> **Instructions to follow**
Go through the data line by line. Copy each one holding the string "GeometrySubmission".

[[ Records for this task, beginning ]]

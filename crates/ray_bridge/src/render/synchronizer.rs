//! # Frame Synchronizer
//!
//! Drives one frame through four phases:
//!
//! 1. **PreparingFrame**: gather changes, (re)allocate the frame buffer,
//!    clear accumulation when needed, create fresh containers, orient the
//!    backend camera
//! 2. **GeometrySubmission**: visible participants contribute, lights are
//!    recreated and bound
//! 3. **BackendRender**: one accumulation pass with the volume or surface
//!    renderer
//! 4. **PixelReadback**: color, and optionally linearized depth, is copied
//!    to the display surface
//!
//! Once an unchanged image has reached the accumulation cap the frame skips
//! straight to read back.

use crate::backend::{FrameBufferChannels, ObjectHandle, RayBackend, RendererType};
use crate::foundation::collections::Revision;
use crate::scene::Scene;

use super::frame_state::{ChangeFlags, FramePhase, FrameState};
use super::lighting::{ambient_light, SceneLight};
use super::surface::{DisplaySurface, Viewport};
use super::context::RenderContext;
use super::{RenderError, RenderResult};

/// Which renderer the host has attached to the window
///
/// Decided once when the synchronizer is built.
#[derive(Debug, Clone, Copy, PartialEq, Eq, Default)]
pub enum HostRenderer {
    /// The ray backend draws the window
    #[default]
    Backend,
    /// A native rasterizer draws the window; the bridge stays idle
    Native,
}

/// How a frame ended
#[derive(Debug, Clone, Copy, PartialEq, Eq)]
pub enum FrameOutcome {
    /// A backend pass ran and pixels were read back
    Rendered,
    /// The image had converged; pixels were read back without a pass
    Converged,
    /// The viewport has no pixels; nothing was rendered
    EmptyViewport,
    /// The host renders natively; nothing was done
    Skipped,
}

/// Summary of one `render_frame` call
#[derive(Debug, Clone, Copy, PartialEq)]
pub struct FrameReport {
    /// Index of this frame
    pub frame_index: u64,
    /// How the frame ended
    pub outcome: FrameOutcome,
    /// Changes observed while preparing
    pub changes: ChangeFlags,
    /// Whether accumulation restarted this frame
    pub cleared: bool,
    /// Whether the frame buffer was reallocated
    pub reallocated: bool,
    /// Renderer used for the pass
    pub renderer: Option<RendererType>,
    /// Accumulated passes after this frame
    pub accumulation: u32,
    /// Variance estimate returned by the pass
    pub variance: Option<f32>,
}

impl FrameReport {
    const fn idle(frame_index: u64, outcome: FrameOutcome, accumulation: u32) -> Self {
        Self {
            frame_index,
            outcome,
            changes: ChangeFlags::empty(),
            cleared: false,
            reallocated: false,
            renderer: None,
            accumulation,
            variance: None,
        }
    }
}

/// Per-window frame driver
#[derive(Debug)]
pub struct FrameSynchronizer {
    host: HostRenderer,
    state: FrameState,
    phase: FramePhase,
    frame_buffer: Option<ObjectHandle>,
    allocated_channels: FrameBufferChannels,
    lights: Vec<ObjectHandle>,
    settings_seen: Option<Revision>,
    orient_pending: bool,
}

impl FrameSynchronizer {
    /// Synchronizer for a window drawn by `host`
    pub fn new(host: HostRenderer) -> Self {
        Self {
            host,
            // cap is replaced from the context config on the first frame
            state: FrameState::new(1),
            phase: FramePhase::Idle,
            frame_buffer: None,
            allocated_channels: FrameBufferChannels::empty(),
            lights: Vec::new(),
            settings_seen: None,
            orient_pending: true,
        }
    }

    /// Accumulation and frame bookkeeping
    pub const fn state(&self) -> &FrameState {
        &self.state
    }

    /// Phase the synchronizer is in; `Idle` between frames
    pub const fn phase(&self) -> FramePhase {
        self.phase
    }

    /// Renderer attached to the window
    pub const fn host_renderer(&self) -> HostRenderer {
        self.host
    }

    /// Current frame buffer, once allocated
    pub const fn frame_buffer(&self) -> Option<ObjectHandle> {
        self.frame_buffer
    }

    /// Restart accumulation on the next frame
    pub fn request_clear(&mut self) {
        self.state.request_clear();
    }

    /// Render one frame of `scene` into `surface`
    ///
    /// Blocks until the backend pass has finished.
    pub fn render_frame<B: RayBackend>(
        &mut self,
        context: &mut RenderContext<B>,
        scene: &mut Scene,
        viewport: Viewport,
        surface: &mut DisplaySurface,
    ) -> RenderResult<FrameReport> {
        if self.host == HostRenderer::Native {
            log::trace!("Native host renderer attached; skipping frame");
            return Ok(FrameReport::idle(
                self.state.frame_index(),
                FrameOutcome::Skipped,
                self.state.accumulation(),
            ));
        }

        let result = self.run_frame(context, scene, viewport, surface);
        self.phase = FramePhase::Idle;
        result
    }

    fn run_frame<B: RayBackend>(
        &mut self,
        context: &mut RenderContext<B>,
        scene: &mut Scene,
        viewport: Viewport,
        surface: &mut DisplaySurface,
    ) -> RenderResult<FrameReport> {
        let frame_index = self.state.frame_index();

        self.phase = FramePhase::PreparingFrame;
        log::trace!("Frame {frame_index}: preparing");
        scene.release_retired(context.backend_mut());

        let mut changes = scene.take_changes();
        if self.settings_seen != Some(context.settings_revision()) {
            self.settings_seen = Some(context.settings_revision());
            self.state.set_max_accumulation(context.config().max_accumulation);
            changes |= ChangeFlags::SETTINGS;
        }
        changes |= self.state.observe_pose(scene.camera().pose());
        changes |= self.state.observe_aspect(viewport.aspect());

        let reallocated = !viewport.is_empty() && self.ensure_frame_buffer(context, viewport)?;
        if reallocated {
            changes |= ChangeFlags::RESIZE;
        }
        if self.state.clear_requested() {
            changes |= ChangeFlags::REQUESTED;
        }

        let cleared = self.state.should_clear(changes, context.config().progressive);
        if cleared {
            if let Some(frame_buffer) = self.frame_buffer {
                let channels = context.frame_buffer_channels();
                context
                    .backend_mut()
                    .clear_frame_buffer(frame_buffer, channels)?;
            }
            self.state.reset_accumulation();
            log::debug!("Frame {frame_index}: accumulation cleared ({changes:?})");
        }

        let mut report = FrameReport {
            frame_index,
            outcome: FrameOutcome::Rendered,
            changes,
            cleared,
            reallocated,
            renderer: None,
            accumulation: self.state.accumulation(),
            variance: None,
        };

        if !cleared && !viewport.is_empty() && self.state.is_converged() {
            log::trace!("Frame {frame_index}: converged, reusing image");
            self.read_back(context, scene, viewport, surface)?;
            report.outcome = FrameOutcome::Converged;
            self.state.finish_frame();
            return Ok(report);
        }

        context.begin_models()?;
        if changes.intersects(ChangeFlags::CAMERA | ChangeFlags::ASPECT | ChangeFlags::SETTINGS) {
            self.orient_pending = true;
        }
        if self.orient_pending {
            match viewport.aspect().filter(|_| !viewport.is_empty()) {
                Some(aspect) => {
                    context.orient_camera(scene.camera(), aspect)?;
                    self.orient_pending = false;
                }
                None => log::trace!("Frame {frame_index}: zero-area viewport, camera left as is"),
            }
        }

        self.phase = FramePhase::GeometrySubmission;
        let has_volume = {
            let mut frame = context.frame_context();
            scene.contribute_all(&mut frame)?;
            frame.has_volume()
        };
        self.state.set_has_volume(has_volume);
        self.replace_lights(context, scene)?;
        context.commit_models()?;

        if viewport.is_empty() {
            log::trace!("Frame {frame_index}: empty viewport, nothing to render");
            report.outcome = FrameOutcome::EmptyViewport;
            self.state.finish_frame();
            return Ok(report);
        }

        self.phase = FramePhase::BackendRender;
        let renderer = if has_volume && context.config().allows_volume_renderer() {
            RendererType::Volume
        } else {
            RendererType::Surface
        };
        let frame_buffer = self
            .frame_buffer
            .ok_or_else(|| RenderError::RenderingFailed("no frame buffer allocated".to_string()))?;
        let variance = context.render(renderer, frame_buffer)?;
        self.state.record_pass();
        log::trace!(
            "Frame {frame_index}: {renderer:?} pass {} of {}",
            self.state.accumulation(),
            self.state.max_accumulation()
        );

        self.read_back(context, scene, viewport, surface)?;

        report.renderer = Some(renderer);
        report.accumulation = self.state.accumulation();
        report.variance = Some(variance);
        self.state.finish_frame();
        Ok(report)
    }

    /// Allocate a frame buffer matching the viewport and channels
    ///
    /// # Returns
    /// `true` when a new buffer was created
    fn ensure_frame_buffer<B: RayBackend>(
        &mut self,
        context: &mut RenderContext<B>,
        viewport: Viewport,
    ) -> RenderResult<bool> {
        let channels = context.frame_buffer_channels();
        let resized = !self.state.observe_size(viewport.size()).is_empty();
        let channels_changed = self.allocated_channels != channels;
        if self.frame_buffer.is_some() && !resized && !channels_changed {
            return Ok(false);
        }

        if let Some(old) = self.frame_buffer.take() {
            context.backend_mut().release(old);
        }
        let frame_buffer =
            context
                .backend_mut()
                .create_frame_buffer(viewport.width, viewport.height, channels)?;
        self.frame_buffer = Some(frame_buffer);
        self.allocated_channels = channels;
        log::debug!(
            "Frame buffer allocated at {}x{} ({channels:?})",
            viewport.width,
            viewport.height
        );
        Ok(true)
    }

    fn replace_lights<B: RayBackend>(
        &mut self,
        context: &mut RenderContext<B>,
        scene: &Scene,
    ) -> RenderResult<()> {
        let backend = context.backend_mut();
        for light in self.lights.drain(..) {
            backend.release(light);
        }
        for light in scene.active_lights() {
            self.lights.push(light.to_backend_light(backend)?);
        }
        let ambient_intensity = context.config().ambient_intensity;
        if ambient_intensity > 0.0 {
            self.lights
                .push(ambient_light(context.backend_mut(), ambient_intensity)?);
        }
        context.set_lights(&self.lights)
    }

    fn read_back<B: RayBackend>(
        &mut self,
        context: &RenderContext<B>,
        scene: &Scene,
        viewport: Viewport,
        surface: &mut DisplaySurface,
    ) -> RenderResult<()> {
        self.phase = FramePhase::PixelReadback;
        let frame_buffer = self
            .frame_buffer
            .ok_or_else(|| RenderError::RenderingFailed("no frame buffer to read".to_string()))?;
        if surface.size() != viewport.size() {
            surface.resize(viewport.width, viewport.height);
        }
        surface.write_color(context.backend().map_color(frame_buffer)?)?;
        if context.config().depth_compositing {
            let camera = scene.camera();
            surface.write_depth(context.backend().map_depth(frame_buffer)?, |distance| {
                camera.linear_depth(distance)
            })?;
        }
        Ok(())
    }

    /// Release the frame buffer and this frame's lights
    pub fn release(&mut self, backend: &mut dyn RayBackend) {
        if let Some(frame_buffer) = self.frame_buffer.take() {
            backend.release(frame_buffer);
        }
        for light in self.lights.drain(..) {
            backend.release(light);
        }
        self.state.request_clear();
    }
}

[[ Records for this task, end ]]

> **Result below**
//! 2. **GeometrySubmission**: visible participants contribute, lights are
        self.phase = FramePhase::GeometrySubmission;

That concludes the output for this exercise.